▸ **EXERCISE INSTRUCTIONS**
Please reproduce the entries below exactly, starting at the first line and ending with the line that holds "TLS configuration error.".

======== LISTED ENTRIES ========

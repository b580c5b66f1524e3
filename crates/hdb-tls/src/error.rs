//! TLS-related error types.

use thiserror::Error;

/// Errors that can occur during TLS operations.
#[derive(Debug, Error)]
pub enum TlsError {
    /// TLS handshake failed.
    #[error("TLS handshake failed: {0}")]
    HandshakeFailed(String),

    /// Hostname verification failed.
    #[error("hostname verification failed: expected {expected}, got {actual}")]
    HostnameVerification {
        /// Expected hostname.
        expected: String,
        /// Actual hostname from certificate.
        actual: String,
    },

    /// Invalid or unreadable certificate.
    #[error("invalid certificate: {0}")]
    InvalidCertificate(String),

    /// TLS configuration error.
    #[error("TLS configuration error: {0}")]
    Configuration(String),

    /// IO error during TLS operations.
    #[error("IO error: {0}")]
    Io(#[from] std::io::Error),

    /// Rustls error.
    #[error("rustls error: {0}")]
    Rustls(#[from] rustls::Error),
}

========

▸ **TASK RESULT**
repository b580c5b66f1524e3
filename crates/hdb-tls/src/error.rs
//! TLS-related error types.

use thiserror::Error;

/// Errors that can occur during TLS operations.
#[derive(Debug, Error)]
pub enum TlsError {
    /// TLS handshake failed.
    #[error("TLS handshake failed: {0}")]
    HandshakeFailed(String),

    /// Hostname verification failed.
    #[error("hostname verification failed: expected {expected}, got {actual}")]
    HostnameVerification {
        /// Expected hostname.
        expected: String,
        /// Actual hostname from certificate.
        actual: String,
    },

    /// Invalid or unreadable certificate.
    #[error("invalid certificate: {0}")]
    InvalidCertificate(String),

    /// TLS configuration error.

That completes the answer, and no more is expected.